As you grow in your role, you will be offered or identified opportunities for leadership. Are you ready? We often have unrealistic expectations and find it difficult to accept the reality of a leadership position.
Let me share some of the things I learned during my leadership journey.
Be prepared to be stretched and tested
No one is a natural leader. We bring skills and knowledge to leadership – most of which will prove useful.
Communication skills are a great asset. If you can communicate well, your ideas will be able to gain momentum quickly. If you can use numbers to help you make decisions, and if people like you, it will help build relationships with your team.
You may not have all the necessary skills. You will likely need to learn new skills and accept new tasks at some point.
You’re likely to discover some truths about yourself as part of your leadership journey. My biggest discovery was that perhaps I wasn’t as organized or structured as I thought. This was a problem I had to solve as a leader.
Attitude vs Aptitude
Although you might be a great communicator, can generate new ideas or develop detailed strategies, your attitude towards your job will determine how well you do.
Many of us have to balance leadership roles with other areas of life. Sometimes we feel like we don’t have the time or are overwhelmed by a ‘problem’.
Attitude is how you handle these constraints and challenges; how you approach your role, and how you take on its responsibilities.
If you, for example, like to take things easy but find it difficult to communicate effectively, you will need to quickly become more proactive. If you have a negative attitude towards your job, it will lead to disillusionment and disengagement.
It is amazing how quickly people notice when something isn’t being done or if a request was not answered.
No matter your skills, it is a great idea to take on a new role. There are mountains of information available on any topic these days. Fill in any knowledge gaps and learn more about your job and your task immediately.
If you choose to lead, make some promises to yourself and accept the expectations placed upon your shoulders.
Concentrating on the details
Leadership is not only about the grand visions and speeches. It also involves meeting with colleagues, motivating and inspiring your team, and seeing your vision become a reality. But behind all of this lies countless hours of hard work, which often gets lost in the details.
In my corporate strategy days, I spent a lot of time searching for information from first-hand sources and double-checking it.

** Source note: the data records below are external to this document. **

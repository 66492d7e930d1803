//! Onboarding steps and their gates
//!
//! Onboarding collects the wedding profile in six steps. Each step has a gate
//! that must pass before the next one opens; the same gates apply whether the
//! answers come from prompts or from command-line flags.

use chrono::NaiveDate;
use std::fmt;
use std::str::FromStr;

use crate::error::{WedplanError, WedplanResult};
use crate::models::{Money, Wedding, WeddingStyle};

/// One page of onboarding, in the order they are asked
#[derive(Debug, Clone, Copy, PartialEq, Eq)]
pub enum OnboardingStep {
    Names,
    Date,
    Location,
    GuestCount,
    Style,
    Budget,
}

impl OnboardingStep {
    pub const ALL: [OnboardingStep; 6] = [
        Self::Names,
        Self::Date,
        Self::Location,
        Self::GuestCount,
        Self::Style,
        Self::Budget,
    ];

    /// Zero-based position
    pub fn index(&self) -> usize {
        Self::ALL.iter().position(|s| s == self).unwrap_or(0)
    }

    pub fn title(&self) -> &'static str {
        match self {
            Self::Names => "Who's getting married?",
            Self::Date => "When's the big day?",
            Self::Location => "Where will it be?",
            Self::GuestCount => "How many guests?",
            Self::Style => "What's your style?",
            Self::Budget => "What's your budget?",
        }
    }

    /// What is missing when the gate is closed, phrased for the flag path
    pub fn requirement(&self) -> &'static str {
        match self {
            Self::Names => "Both partner names are required (--partner1, --partner2)",
            Self::Date => "Give a wedding date (--date YYYY-MM-DD) or pass --date-undecided",
            Self::Location => "A location is required (--location)",
            Self::GuestCount => "Choose a guest count (--guests intimate|small|medium|large|grand)",
            Self::Style => "Choose a style (--style)",
            Self::Budget => "Choose a budget range (--budget 10k|25k|50k|75k|100k|150k)",
        }
    }
}

impl fmt::Display for OnboardingStep {
    fn fmt(&self, f: &mut fmt::Formatter<'_>) -> fmt::Result {
        write!(f, "Step {}: {}", self.index() + 1, self.title())
    }
}

/// Guest count bucket; each stands for a fixed estimate
#[derive(Debug, Clone, Copy, PartialEq, Eq)]
pub enum GuestRange {
    Intimate,
    Small,
    Medium,
    Large,
    Grand,
}

impl GuestRange {
    pub const ALL: [GuestRange; 5] = [
        Self::Intimate,
        Self::Small,
        Self::Medium,
        Self::Large,
        Self::Grand,
    ];

    pub fn as_str(&self) -> &'static str {
        match self {
            Self::Intimate => "intimate",
            Self::Small => "small",
            Self::Medium => "medium",
            Self::Large => "large",
            Self::Grand => "grand",
        }
    }

    pub fn label(&self) -> &'static str {
        match self {
            Self::Intimate => "Intimate (under 50)",
            Self::Small => "Small (50-100)",
            Self::Medium => "Medium (100-150)",
            Self::Large => "Large (150-250)",
            Self::Grand => "Grand (250+)",
        }
    }

    pub fn estimate(&self) -> u32 {
        match self {
            Self::Intimate => 50,
            Self::Small => 100,
            Self::Medium => 150,
            Self::Large => 250,
            Self::Grand => 300,
        }
    }
}

impl FromStr for GuestRange {
    type Err = String;

    fn from_str(s: &str) -> Result<Self, Self::Err> {
        let wanted = s.trim().to_lowercase();
        Self::ALL
            .iter()
            .copied()
            .find(|r| r.as_str() == wanted || r.estimate().to_string() == wanted)
            .ok_or_else(|| {
                format!(
                    "Unknown guest count '{}'. Expected one of: intimate, small, medium, large, grand",
                    s
                )
            })
    }
}

/// Budget bucket; each stands for its upper bound
#[derive(Debug, Clone, Copy, PartialEq, Eq)]
pub enum BudgetRange {
    Under10k,
    Upto25k,
    Upto50k,
    Upto75k,
    Upto100k,
    Over100k,
}

impl BudgetRange {
    pub const ALL: [BudgetRange; 6] = [
        Self::Under10k,
        Self::Upto25k,
        Self::Upto50k,
        Self::Upto75k,
        Self::Upto100k,
        Self::Over100k,
    ];

    pub fn label(&self) -> &'static str {
        match self {
            Self::Under10k => "Under $10k",
            Self::Upto25k => "$10k - $25k",
            Self::Upto50k => "$25k - $50k",
            Self::Upto75k => "$50k - $75k",
            Self::Upto100k => "$75k - $100k",
            Self::Over100k => "$100k+",
        }
    }

    pub fn amount(&self) -> Money {
        Money::from_dollars(match self {
            Self::Under10k => 10_000,
            Self::Upto25k => 25_000,
            Self::Upto50k => 50_000,
            Self::Upto75k => 75_000,
            Self::Upto100k => 100_000,
            Self::Over100k => 150_000,
        })
    }
}

impl FromStr for BudgetRange {
    type Err = String;

    /// Accepts the bucket amount in any form `Money::parse` understands
    fn from_str(s: &str) -> Result<Self, Self::Err> {
        let error = || {
            format!(
                "Unknown budget range '{}'. Expected one of: 10k, 25k, 50k, 75k, 100k, 150k",
                s
            )
        };
        let amount = Money::parse(s).map_err(|_| error())?;
        Self::ALL
            .iter()
            .copied()
            .find(|r| r.amount() == amount)
            .ok_or_else(error)
    }
}

/// Answers collected so far
#[derive(Debug, Clone, Default)]
pub struct OnboardingDraft {
    pub partner1_name: String,
    pub partner2_name: String,
    pub wedding_date: Option<NaiveDate>,
    pub date_undecided: bool,
    pub location: String,
    pub guest_range: Option<GuestRange>,
    pub style: Option<WeddingStyle>,
    pub budget_range: Option<BudgetRange>,
}

impl OnboardingDraft {
    /// Whether the gate of `step` is open
    pub fn can_proceed(&self, step: OnboardingStep) -> bool {
        match step {
            OnboardingStep::Names => {
                !self.partner1_name.trim().is_empty() && !self.partner2_name.trim().is_empty()
            }
            OnboardingStep::Date => self.date_undecided || self.wedding_date.is_some(),
            OnboardingStep::Location => !self.location.trim().is_empty(),
            OnboardingStep::GuestCount => self.guest_range.is_some(),
            OnboardingStep::Style => self.style.is_some(),
            OnboardingStep::Budget => self.budget_range.is_some(),
        }
    }

    pub fn first_incomplete(&self) -> Option<OnboardingStep> {
        OnboardingStep::ALL
            .iter()
            .copied()
            .find(|s| !self.can_proceed(*s))
    }

    /// Fraction of steps done, in percent
    pub fn progress(&self) -> usize {
        let done = match self.first_incomplete() {
            Some(step) => step.index(),
            None => OnboardingStep::ALL.len(),
        };
        done * 100 / OnboardingStep::ALL.len()
    }

    /// Build the wedding profile once every gate is open
    pub fn to_wedding(&self) -> WedplanResult<Wedding> {
        if let Some(step) = self.first_incomplete() {
            return Err(WedplanError::Validation(format!(
                "{}: {}",
                step,
                step.requirement()
            )));
        }

        let mut wedding = Wedding::new(self.partner1_name.trim(), self.partner2_name.trim());
        wedding.wedding_date = if self.date_undecided {
            None
        } else {
            self.wedding_date
        };
        wedding.location = Some(self.location.trim().to_string());
        wedding.estimated_guests = self.guest_range.map(|r| r.estimate());
        wedding.style = self.style;
        wedding.budget = self.budget_range.map(|r| r.amount());
        Ok(wedding)
    }
}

My work would be checked by a colleague, who would then rework it almost every time. This was a tedious process that wasn’t always enjoyable. It was worthwhile as our senior leadership team could use the process to drive the business forward.
There is a fine line between too much detail, and not enough detail. Avoid reinventing the wheel. Instead, learn from others before you make major changes.
Leadership: How to manage the costs
You can learn a lot from people you meet while traveling to exchange ideas and information. It can be exhausting to travel and jump from train to train to hotel again, as well as to work late to prepare for the next day’s presentation.
Although the physical costs of leadership can be reduced by good time management and personal discipline, it is more difficult to predict the emotional consequences. Unintended conflicts, being letdown, taking on additional work to support a colleague, these all can have a devastating effect.
Another problem is decision fatigue. Sometimes, you even have to decide what to do.